The surgery is carried out under the influence of general anesthesia. In an open approach the surgeon makes an incision in the middle region of the abdomen, moving the other tissues and muscles aside. Once the tumor is visible surgical instruments go in and the tumor is removed.

In a Laparoscopic approach, once the patient is asleep the process begins by making incisions near the belly button and a small device is inserted which is called a port; it creates an opening that will used be filled with gas (carbon dioxide) in the abdomen region.

Through these incisions a Laparoscope (a Laparoscope is a small instrument with a narrow tube which has light source and camera at the end of the tube) is inserted and using the Laparoscope’s video camera the surgeon is able to locate the affected body part and through the other incisions that are made the damaged/affected (tumor) part is removed with the help of surgical equipment; after this the incisions are sealed using a surgical glue or staples.

How long does it take to recover and

what are the guidelines to be followed during the recovery?

The recovery time for Laparoscopic surgeries is very less and one can return to normal life within days of surgery, but they should avoid heavy lifting. The soreness after the surgery lasts for 48 hours and it can extend up to weeks depending upon the individual. If it’s an open procedure it will take longer for the patient to recover.

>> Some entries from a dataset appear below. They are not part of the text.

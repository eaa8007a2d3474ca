//! Rock-paper-scissors moves and how a round between two of them resolves

use serde::{Deserialize, Serialize};
use std::fmt;
use std::str::FromStr;

#[derive(Debug, Clone, Copy, PartialEq, Eq, Hash, Serialize, Deserialize)]
#[serde(rename_all = "lowercase")]
pub enum Gesture {
    Rock,
    Paper,
    Scissors,
}

impl Gesture {
    /// All gestures in model output order
    pub const ALL: [Gesture; 3] = [Gesture::Rock, Gesture::Paper, Gesture::Scissors];

    pub fn as_str(&self) -> &'static str {
        match self {
            Gesture::Rock => "rock",
            Gesture::Paper => "paper",
            Gesture::Scissors => "scissors",
        }
    }

    /// The gesture this one defeats
    pub fn beats(&self) -> Gesture {
        match self {
            Gesture::Rock => Gesture::Scissors,
            Gesture::Paper => Gesture::Rock,
            Gesture::Scissors => Gesture::Paper,
        }
    }
}

impl fmt::Display for Gesture {
    fn fmt(&self, f: &mut fmt::Formatter<'_>) -> fmt::Result {
        f.write_str(self.as_str())
    }
}

#[derive(Debug, Clone, PartialEq, Eq, thiserror::Error)]
#[error("unknown gesture '{0}'")]
pub struct ParseGestureError(pub String);

impl FromStr for Gesture {
    type Err = ParseGestureError;

    fn from_str(s: &str) -> Result<Self, Self::Err> {
        Gesture::ALL
            .into_iter()
            .find(|g| g.as_str().eq_ignore_ascii_case(s.trim()))
            .ok_or_else(|| ParseGestureError(s.to_string()))
    }
}

/// Result of a round, from the player's point of view
#[derive(Debug, Clone, Copy, PartialEq, Eq, Serialize)]
#[serde(rename_all = "lowercase")]
pub enum Outcome {
    Win,
    Lose,
    Draw,
}

impl Outcome {
    pub fn decide(player: Gesture, opponent: Gesture) -> Outcome {
        if player == opponent {
            Outcome::Draw
        } else if player.beats() == opponent {
            Outcome::Win
        } else {
            Outcome::Lose
        }
    }
}
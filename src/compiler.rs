//! The recompiler's per-call state (`spec.md` §5): one `Recompiler` is
//! built, driven instruction-by-instruction, and torn down within a single
//! `recompile()` call. Declaration (`decl.rs`), expression (`expr.rs`),
//! control-flow (`control_flow.rs`) and entry-point (`entry_point.rs`)
//! emission are each implemented as an `impl<'a> Recompiler<'a>` block in
//! their own module, all operating on this shared state.
use crate::binding::BindingLayout;
use crate::config::RecompilerConfig;
use crate::control_flow::ControlFlowStack;
use crate::dxbc::ShaderKind;
use crate::cache::TypeCache;
use crate::scanner::ScanReport;
use crate::symbol::SymbolTable;
use crate::writer::ModuleWriter;

/// A `(register_index, set, binding)` triple for a UAV counter the shader
/// actually uses (`spec.md` §6 "Output: reflection data").
#[derive(Clone, Copy, Debug)]
pub struct CounterBinding {
    pub register_index: u32,
    pub set: u32,
    pub binding: u32,
}

/// A builtin-to-canonical-register copy the entry-point prologue
/// (`spec.md` §4.I) must perform before the shader body runs, because the
/// builtin's natural type is narrower than the 4-component `f32` every
/// register read/write otherwise assumes.
#[derive(Clone, Copy, Debug)]
pub enum PrologueCopy {
    /// A plain scalar/vector builtin (`VertexId`, `GlobalInvocationId`, ...):
    /// one `Load` of `real_var`, bitcast to `f32`, zero-filled to width 4.
    Builtin { real_var: u32, staging_var: u32, scalar: crate::ty::ScalarKind, width: u32 },
    /// A sub-range of the shared `ClipDistance`/`CullDistance` array
    /// (`SPEC_FULL.md` §9): `count` consecutive `f32` elements starting at
    /// `offset`, each loaded with its own `AccessChain`, then packed into
    /// the canonical vec4 with the unused lanes zero-filled.
    ClipCullArray { array_var: u32, offset: u32, count: u32, staging_var: u32 },
}

/// Lazily-minted shared `ClipDistance`/`CullDistance` builtin array
/// variables and the running plane-offset counters assigning each
/// contributing DXBC register its sub-range, one pair per direction
/// (`SPEC_FULL.md` §9 — SPIR-V has exactly one array per builtin per entry
/// point, not one per DXBC register).
#[derive(Default)]
pub struct ClipCullState {
    pub in_clip_var: Option<u32>,
    pub in_clip_next: u32,
    pub out_clip_var: Option<u32>,
    pub out_clip_next: u32,
    pub in_cull_var: Option<u32>,
    pub in_cull_next: u32,
    pub out_cull_var: Option<u32>,
    pub out_cull_next: u32,
}

pub struct Recompiler<'a> {
    pub config: RecompilerConfig,
    pub binding_layout: &'a BindingLayout,
    pub scan: ScanReport,
    pub kind: ShaderKind,

    pub writer: ModuleWriter,
    pub cache: TypeCache,
    pub symtab: SymbolTable,
    pub cf: ControlFlowStack,

    pub thread_group_size: Option<(u32, u32, u32)>,
    /// Input/Output variables allocated during declaration emission, in
    /// insertion order (`spec.md` §4.I, dedup not required).
    pub interface_ids: Vec<u32>,
    pub main_id: u32,
    /// Output register indices that were staged into a private variable and
    /// so need the epilog's packing treatment (`spec.md` §4.I).
    pub staged_outputs: Vec<u32>,
    pub counter_bindings: Vec<CounterBinding>,
    /// Lazily-created `PushConstant`-class struct variable backing every
    /// `cb#` register the Binding Layout routed to `push_constants`
    /// (`spec.md` §4.F). `None` until the first such register is declared.
    pub push_const_var: Option<u32>,
    pub push_const_words: u32,
    pub input_prologue_copies: Vec<PrologueCopy>,
    pub clip_cull: ClipCullState,
    /// Lazily-created physical ids for the compute-only special registers
    /// addressed directly by `RegisterKind` rather than through a `dcl_input`
    /// declaration (`vThreadID`, `vThreadIDInGroup`, ...), keyed by
    /// `RegisterKind as` discriminant via `crate::expr::special_register_key`.
    pub special_registers: fnv::FnvHashMap<u8, u32>,

    // Commonly reused type ids.
    pub void_ty: u32,
    pub f32_ty: u32,
    pub u32_ty: u32,
    pub i32_ty: u32,
    pub vec4_f32_ty: u32,
}
impl<'a> Recompiler<'a> {
    pub fn new(
        config: RecompilerConfig,
        binding_layout: &'a BindingLayout,
        scan: ScanReport,
        kind: ShaderKind,
    ) -> crate::error::Result<Self> {
        let mut writer = ModuleWriter::default();
        let mut cache = TypeCache::default();
        let void_ty = cache.get_void(&mut writer)?;
        let f32_ty = cache.get_scalar(&mut writer, crate::ty::ScalarKind::F32)?;
        let u32_ty = cache.get_scalar(&mut writer, crate::ty::ScalarKind::U32)?;
        let i32_ty = cache.get_scalar(&mut writer, crate::ty::ScalarKind::I32)?;
        let vec4_f32_ty = cache.get_vector(&mut writer, f32_ty, 4)?;
        let main_id = writer.alloc_id();

        Ok(Recompiler {
            config,
            binding_layout,
            scan,
            kind,
            writer,
            cache,
            symtab: SymbolTable::default(),
            cf: ControlFlowStack::default(),
            thread_group_size: None,
            interface_ids: Vec::new(),
            main_id,
            staged_outputs: Vec::new(),
            counter_bindings: Vec::new(),
            push_const_var: None,
            push_const_words: 0,
            input_prologue_copies: Vec::new(),
            clip_cull: ClipCullState::default(),
            special_registers: fnv::FnvHashMap::default(),
            void_ty,
            f32_ty,
            u32_ty,
            i32_ty,
            vec4_f32_ty,
        })
    }
}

For a few weeks after the surgery the patient has to be in a highly sanitized area because he is susceptible to infections.

The patient will be discharged from the hospital in 6 to 8 days after the laparoscopic procedure and if it’s an open procedure the call to discharge will be taken by the doctor based on the condition of the patient.

If the pain in the incisional area persists the doctor will advise bed rest for a week.

One might feel nauseated post-surgery, this might be due to anesthesia administered for the purpose of the surgery.

Post-surgery one might feel shoulder pain because of the gas that was pumped in during the surgery, which will go away within 48 hours.

When to call a doctor if complications occur

post-surgery?

If one feels nauseated, develops fever, bleeding occurs through the incisions, inability to urinate, vaginal discharge etc. under these circumstances it is better to get in touch with the doctor who performed the operation.